Assurance santé mobile : Peut-on apprendre à respirer correctement tout le temps ?

Torsten Liem : Oui, et comme nous respirons 10 à 15 fois par minute, soit environ 23 000 fois par jour, un tel entraînement respiratoire vaut vraiment la peine. Au début, des exercices de respiration ciblés sont utiles. Finalement, la “nouvelle” respiration deviendra une habitude. Le mouvement et la posture conscients du corps ainsi que les sentiments positifs améliorent également la respiration, ce qui profite à son tour au corps, à l’esprit et à l’âme. Il est également important de respirer le bon air. Je recommande des promenades rapides régulières dans les bois, idéalement trois heures par semaine – cela fonctionne comme une pilule de santé miracle sur le corps. Un dernier conseil : rincez-vous le nez avec une douche nasale une à deux fois par semaine le soir avant de vous coucher pour vous aider à respirer plus librement. Pour ce faire, dissoudre neuf grammes de sel dans un litre d’eau tiède.

Mobil Krankenkasse : Quel exercice de respiration recommanderiez-vous ?

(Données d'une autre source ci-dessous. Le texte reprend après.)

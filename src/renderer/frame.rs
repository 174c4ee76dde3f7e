//! Frame composition
//!
//! Issues every primitive for one frame, back to front:
//! sky, sun, ground, cloud shadows, tree shadows, trees, clouds, overlay.
//! The scene must have been revalidated by `tick` before composing; tree
//! shadows are read straight from their caches.

use glam::Vec2;
use std::f32::consts::TAU;

use super::canvas::{Canvas, Rgba, colors};
use crate::consts::*;
use crate::ground_line;
use crate::sim::input::{DragSession, DragTarget};
use crate::sim::light;
use crate::sim::shadow::cloud_shadow_strokes;
use crate::sim::state::{Cloud, Scene, SceneParams, Sun, Tree, TreeShape};

const SUN_RAYS: usize = 12;
/// Isometric ground tile edge (pixels)
const GRID_CELL: f32 = 40.0;
/// Crown tiers per tree
const CROWN_TIERS: usize = 3;

const OVERLAY_ORIGIN: Vec2 = Vec2::new(10.0, 10.0);
const OVERLAY_SIZE: Vec2 = Vec2::new(240.0, 180.0);
const OVERLAY_TEXT_X: f32 = 15.0;
const OVERLAY_TEXT_TOP: f32 = 20.0;
const OVERLAY_LINE_HEIGHT: f32 = 20.0;
const HINT_ORIGIN: Vec2 = Vec2::new(4.0, 4.0);
const HINT_LINE_HEIGHT: f32 = 16.0;

/// Compose one frame onto `canvas`.
///
/// `drag` is the interpreter's current session; the sun gets a halo while
/// it is being dragged.
pub fn compose_frame<C: Canvas + ?Sized>(
    scene: &Scene,
    drag: Option<&DragSession>,
    canvas: &mut C,
) {
    let sun_dragged = matches!(drag, Some(d) if d.target == DragTarget::Sun);
    let clouds = scene.active_clouds();
    let order = scene.trees_back_to_front();

    draw_sky(canvas);
    draw_sun(canvas, &scene.sun, sun_dragged);
    draw_ground(canvas);
    draw_cloud_shadows(canvas, clouds, scene.sun.pos);
    draw_tree_shadows(canvas, &scene.trees, &order);
    for &i in &order {
        draw_tree(canvas, &scene.trees[i], scene.sun.pos, scene.params.shadow_intensity);
    }
    for cloud in clouds {
        draw_cloud(canvas, cloud, scene.sun.pos);
    }
    draw_overlay(canvas, &scene.params);
}

fn draw_sky<C: Canvas + ?Sized>(canvas: &mut C) {
    canvas.fill_rect(
        Vec2::ZERO,
        Vec2::new(SCREEN_WIDTH, SCREEN_HEIGHT),
        colors::SKY,
    );
}

fn draw_sun<C: Canvas + ?Sized>(canvas: &mut C, sun: &Sun, dragged: bool) {
    canvas.fill_circle(sun.pos, SUN_RADIUS, colors::SUN);

    let inner = SUN_RADIUS * 0.5;
    let outer = SUN_RADIUS * 0.75;
    for i in 0..SUN_RAYS {
        let theta = i as f32 * TAU / SUN_RAYS as f32;
        let dir = Vec2::new(theta.cos(), theta.sin());
        canvas.line(sun.pos + dir * inner, sun.pos + dir * outer, colors::SUN);
    }

    if dragged {
        canvas.fill_circle(sun.pos, SUN_RADIUS + 2.0, colors::SUN_HALO);
    }
}

fn draw_ground<C: Canvas + ?Sized>(canvas: &mut C) {
    let top = ground_line();
    canvas.fill_rect(
        Vec2::new(0.0, top),
        Vec2::new(SCREEN_WIDTH, SCREEN_HEIGHT - top),
        colors::GROUND,
    );

    let rows = (GROUND_HEIGHT / GRID_CELL) as i32 + 1;
    let cols = (SCREEN_WIDTH / GRID_CELL) as i32 + 2;
    for row in 0..rows {
        for col in -1..cols {
            let x = col as f32 * GRID_CELL - row as f32 * GRID_CELL * 0.5;
            let y = top + row as f32 * GRID_CELL * 0.5;
            let corner = Vec2::new(x + GRID_CELL, y + GRID_CELL * 0.5);
            canvas.line(Vec2::new(x, y), corner, colors::GRID_DARK);
            canvas.line(corner, Vec2::new(x + GRID_CELL * 2.0, y), colors::GRID_LIGHT);
        }
    }
}

fn draw_cloud_shadows<C: Canvas + ?Sized>(canvas: &mut C, clouds: &[Cloud], sun: Vec2) {
    for cloud in clouds {
        for stroke in cloud_shadow_strokes(cloud, sun) {
            canvas.line(stroke.from, stroke.to, Rgba::shadow(stroke.alpha));
        }
    }
}

fn draw_tree_shadows<C: Canvas + ?Sized>(canvas: &mut C, trees: &[Tree], order: &[usize]) {
    for &i in order {
        let tree = &trees[i];
        for dab in &tree.shadow.artifact().dabs {
            canvas.fill_circle(tree.pos + dab.offset, dab.radius, Rgba::shadow(dab.alpha));
        }
    }
}

fn draw_tree<C: Canvas + ?Sized>(canvas: &mut C, tree: &Tree, sun: Vec2, intensity: f32) {
    let lit = light::surface_light(sun, tree.pos);
    let shade = |rgb: [u8; 3]| Rgba::from_rgb_array(light::shade_rgb(rgb, lit, intensity));

    // Trunk with a darker right edge
    let trunk_w = tree.trunk_width();
    let trunk_h = tree.trunk_height();
    let trunk_top = tree.pos.y - trunk_h;
    canvas.fill_rect(
        Vec2::new(tree.pos.x - trunk_w / 2.0, trunk_top),
        Vec2::new(trunk_w, trunk_h),
        shade(colors::TRUNK),
    );
    canvas.fill_rect(
        Vec2::new(tree.pos.x + trunk_w / 2.0 - 2.0, trunk_top),
        Vec2::new(4.0, trunk_h),
        shade(colors::TRUNK_DARK),
    );

    let green = (tree.shade * 255.0) as u8;
    let leaves = shade([0, green, 0]);
    let leaves_dark = shade([0, (green as f32 * 0.7) as u8, 0]);
    let crown_base = Vec2::new(tree.pos.x, trunk_top);

    let size = tree.size;
    match tree.shape {
        TreeShape::Pointed => draw_pointed_crown(canvas, crown_base, size, leaves, leaves_dark),
        TreeShape::Rounded => draw_rounded_crown(canvas, crown_base, size, leaves, leaves_dark),
        TreeShape::Spherical => {
            draw_spherical_crown(canvas, crown_base, size, leaves, leaves_dark)
        }
    }
}

/// Tapering triangles, filled one scanline at a time
fn draw_pointed_crown<C: Canvas + ?Sized>(
    canvas: &mut C,
    base: Vec2,
    size: f32,
    leaves: Rgba,
    dark: Rgba,
) {
    let tier_height = size * 0.4;
    for tier in 0..CROWN_TIERS {
        let t = tier as f32;
        let tier_width = size * (1.0 - t * 0.2);
        let bottom = base.y - tier_height * t;
        let top = base.y - tier_height * (t + 1.0);

        let mut y = bottom;
        while y > top {
            let progress = (bottom - y) / (bottom - top);
            let half = tier_width * (1.0 - progress) / 2.0;
            canvas.line(Vec2::new(base.x - half, y), Vec2::new(base.x + half, y), leaves);
            canvas.line(
                Vec2::new(base.x + half, y),
                Vec2::new(base.x + half + 5.0, y + 2.0),
                dark,
            );
            y -= 1.0;
        }
    }
}

fn draw_rounded_crown<C: Canvas + ?Sized>(
    canvas: &mut C,
    base: Vec2,
    size: f32,
    leaves: Rgba,
    highlight: Rgba,
) {
    let height = size * 0.4;
    for tier in 0..CROWN_TIERS {
        let t = tier as f32;
        let center = Vec2::new(base.x, base.y - height * t);
        let width = size * 0.7 * (1.0 - t * 0.2);
        canvas.fill_circle(center, width / 2.0, leaves);
        canvas.fill_circle(
            center + Vec2::new(width * 0.2, -height * 0.1),
            width * 0.15,
            highlight,
        );
    }
}

fn draw_spherical_crown<C: Canvas + ?Sized>(
    canvas: &mut C,
    base: Vec2,
    size: f32,
    leaves: Rgba,
    highlight: Rgba,
) {
    for tier in 0..CROWN_TIERS {
        let t = tier as f32;
        let center = Vec2::new(base.x, base.y - size * 0.4 * t);
        let radius = size * 0.35 * (1.0 - t * 0.2);
        canvas.fill_circle(center, radius, leaves);
        canvas.fill_circle(
            center + Vec2::new(radius * 0.5, -radius * 0.3),
            radius * 0.3,
            highlight,
        );
    }
}

/// Cloud puff color: white lit by `light::illumination`, then tinted
/// yellow near the sun
pub fn puff_color(cloud: &Cloud, puff_offset: Vec2, sun: Vec2) -> Rgba {
    let tint = (25.0 * light::proximity_factor(sun, cloud.pos)) as u8;
    let lit = light::illumination(sun, cloud.pos, puff_offset);
    let white = (255.0 * lit).min(255.0) as u8;
    Rgba::new(
        white,
        white,
        white.saturating_sub(tint),
        (cloud.opacity.clamp(0.0, 1.0) * 255.0) as u8,
    )
}

fn draw_cloud<C: Canvas + ?Sized>(canvas: &mut C, cloud: &Cloud, sun: Vec2) {
    let radius = cloud.puff_radius();
    for offset in cloud.puff_offsets() {
        canvas.fill_circle(cloud.pos + offset, radius, puff_color(cloud, offset, sun));
    }
}

/// Text shown in the overlay panel, one entry per line
pub fn overlay_lines(params: &SceneParams) -> Vec<String> {
    vec![
        "=== Environment Controls ===".to_owned(),
        format!("Tree Count: {} (Up/Down)", params.tree_count),
        format!("Cloud Count: {} (Left/Right)", params.cloud_count),
        format!("Shadow Intensity: {:.1} (S/D)", params.shadow_intensity),
        "Controls:".to_owned(),
        "- M: Toggle Menu".to_owned(),
        "- LMB: Drag Sun/Trees".to_owned(),
        "- ESC: Exit".to_owned(),
    ]
}

/// Controls reminder shown while the overlay is hidden
pub const HINT_LINES: [&str; 3] = [
    "Press M for environment controls",
    "LMB to drag sun/trees",
    "Press ESC to exit",
];

fn draw_overlay<C: Canvas + ?Sized>(canvas: &mut C, params: &SceneParams) {
    if params.overlay_visible {
        canvas.fill_rect(OVERLAY_ORIGIN, OVERLAY_SIZE, colors::OVERLAY_PANEL);
        for (i, line) in overlay_lines(params).iter().enumerate() {
            let y = OVERLAY_TEXT_TOP + i as f32 * OVERLAY_LINE_HEIGHT;
            canvas.text(Vec2::new(OVERLAY_TEXT_X, y), line, colors::TEXT);
        }
    } else {
        for (i, line) in HINT_LINES.iter().enumerate() {
            let origin = HINT_ORIGIN + Vec2::new(0.0, i as f32 * HINT_LINE_HEIGHT);
            canvas.text(origin, line, colors::TEXT);
        }
    }
}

Torsten Liem : Par exemple, un exercice facile à pratiquer consiste à inspirer et expirer profondément et rapidement 10 à 30 fois, puis à retenir votre souffle pendant 30 à 60 secondes, puis à continuer à respirer normalement. Cela devrait être pratiqué régulièrement trois à huit fois par jour. Des études ont montré que les exercices de respiration avec une privation d’oxygène ciblée à court terme peuvent, entre autres, augmenter l’absorption d’oxygène, améliorer la régulation de la glycémie et la fonction du muscle cardiaque, abaisser la tension artérielle et renforcer le système immunitaire.¹ Un rire prolongé approfondit également la respiration. et est aussi bon pour le psychisme.

Mobil Krankenkasse : Dans quelle mesure le psychisme et la respiration s’influencent-ils mutuellement, par exemple en cas de stress ?

Torsten Liem : Notre respiration est généralement contrôlée inconsciemment par le centre respiratoire du tronc cérébral. Le stress chronique entraîne souvent une respiration tendue, superficielle et rapide qui se produit davantage dans la poitrine que dans l’abdomen. Inversement, la respiration peut également influencer les réponses au stress. Divers types d’interventions, telles que le bâillement, la relaxation musculaire ou l’auto-massage, conduisent à une respiration plus profonde et donc à une réduction efficace du stress. L’observation de la respiration et divers exercices de respiration peuvent également avoir un effet positif sur les réactions au stress.